The asteroid, dubbed 441987 (2010 NY65), is estimated to measure around 140 m – 310 metres in diameter. At the higher end of that estimate, it indicates the asteroid is over three times the size of London’s Big Ben!
The space rock is set to pass us on June 24 at 07:44 BST, at which point it will be 2.3 million mies from Earth.
While that might sound far, it’s classed as a ‘close approach’ by NASA.
During the passing, the asteroid will be travelling at staggering speeds of up to 12.89 kilometres/second. That’s around 14 times faster than a bullet!
Thankfully, the chances of 441987 (2010 NY65) hitting us are extremely low.
NASA explained: “No one should be overly concerned about an Earth impact of an asteroid or comet.
“The threat to any one person from auto accidents, disease, other natural disasters and a variety of other problems is much higher than the threat from NEOs (near Earth objects).”

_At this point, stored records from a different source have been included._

//! Hash-chain verification over one subject's snapshots.

use mrv_core::SubjectKey;
use serde::Serialize;

use crate::error::StorageError;
use crate::record::Snapshot;

/// Why a link in the chain is invalid.
#[derive(Debug, Clone, Copy, PartialEq, Eq, Serialize)]
#[serde(rename_all = "snake_case")]
pub enum BreakKind {
    /// The stored `snapshot_hash` no longer matches the snapshot's fields.
    HashMismatch,
    /// `previous_snapshot_hash` does not point at the prior snapshot.
    BrokenLink,
    /// The stored bundles no longer hash to the recorded `input_hash` or
    /// `result_hash`.
    BundleMismatch,
}

/// First invalid link found while walking a chain.
#[derive(Debug, Clone, PartialEq, Eq, Serialize)]
pub struct ChainBreak {
    pub snapshot_id: u64,
    pub kind: BreakKind,
    pub expected: Option<String>,
    pub actual: Option<String>,
}

/// Outcome of walking one subject's chain.
#[derive(Debug, Clone, PartialEq, Eq, Serialize)]
pub struct ChainReport {
    pub subject: SubjectKey,
    pub length: usize,
    /// `snapshot_hash` of the newest snapshot.
    pub head: Option<String>,
    pub broken: Option<ChainBreak>,
}

impl ChainReport {
    pub fn is_intact(&self) -> bool {
        self.broken.is_none()
    }
}

/// Walk `snapshots` in id order and report the first broken link.
///
/// Snapshots of other subjects are ignored.
pub fn verify_chain(
    subject: &SubjectKey,
    snapshots: &[Snapshot],
) -> Result<ChainReport, StorageError> {
    let mut chain: Vec<&Snapshot> = snapshots.iter().filter(|s| s.subject() == subject).collect();
    chain.sort_by_key(|s| s.id());

    let mut previous: Option<&str> = None;
    let mut broken = None;
    for snapshot in &chain {
        let (input_hash, result_hash) = snapshot.recompute_bundle_hashes()?;
        let bundle_break = if input_hash != snapshot.input_hash() {
            Some((snapshot.input_hash(), input_hash))
        } else if result_hash != snapshot.result_hash() {
            Some((snapshot.result_hash(), result_hash))
        } else {
            None
        };
        if let Some((expected, actual)) = bundle_break {
            broken = Some(ChainBreak {
                snapshot_id: snapshot.id(),
                kind: BreakKind::BundleMismatch,
                expected: Some(expected.to_string()),
                actual: Some(actual),
            });
            break;
        }

        let recomputed = snapshot.compute_hash()?;
        if recomputed != snapshot.snapshot_hash() {
            broken = Some(ChainBreak {
                snapshot_id: snapshot.id(),
                kind: BreakKind::HashMismatch,
                expected: Some(snapshot.snapshot_hash().to_string()),
                actual: Some(recomputed),
            });
            break;
        }
        if snapshot.previous_snapshot_hash() != previous {
            broken = Some(ChainBreak {
                snapshot_id: snapshot.id(),
                kind: BreakKind::BrokenLink,
                expected: previous.map(str::to_string),
                actual: snapshot.previous_snapshot_hash().map(str::to_string),
            });
            break;
        }
        previous = Some(snapshot.snapshot_hash());
    }

    Ok(ChainReport {
        subject: subject.clone(),
        length: chain.len(),
        head: chain.last().map(|s| s.snapshot_hash().to_string()),
        broken,
    })
}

However, NASA hasn’t ruled out the chance of an asteroid colliding with our planet in the near future.
It added: “Over long periods of time, however, the chances of the Earth being impacted are not negligible so that some form of NEO insurance is warranted.
“At the moment, our best insurance rests with the NEO scientists and their efforts to first find these objects and then track their motions into the future. We need to first find them, then keep an eye on them.”
If an asteroid is found to be on a collision course for Earth, NASA has several tactics up its sleeve to prevent a collision.
It explained: “One of the techniques suggested for deflecting an asteroid includes nuclear fusion weapons set off above the surface to slightly change the asteroid’s velocity without fracturing it.
“High speed neutrons from the explosion would irradiate a shell of material on the surface of the asteroid facing the explosion. The material in this surface shell would then expand and blow off, thus producing a recoil upon the asteroid itself.
“A very modest velocity change in the asteroid’s motion (only a few millimeters per second), acting over several years, can cause the asteroid to miss the Earth entirely. However, the trick is to gently nudge the asteroid out of harm’s way and not to blow it up.
“This latter option, though popular in the movies, only creates a bigger problem when all the pieces encounter the Earth.
“Another option that has been discussed includes the establishment of large solar sails on a small threatening object so that the pressure of sunlight could eventually redirect the object away from its predicted Earth collision.”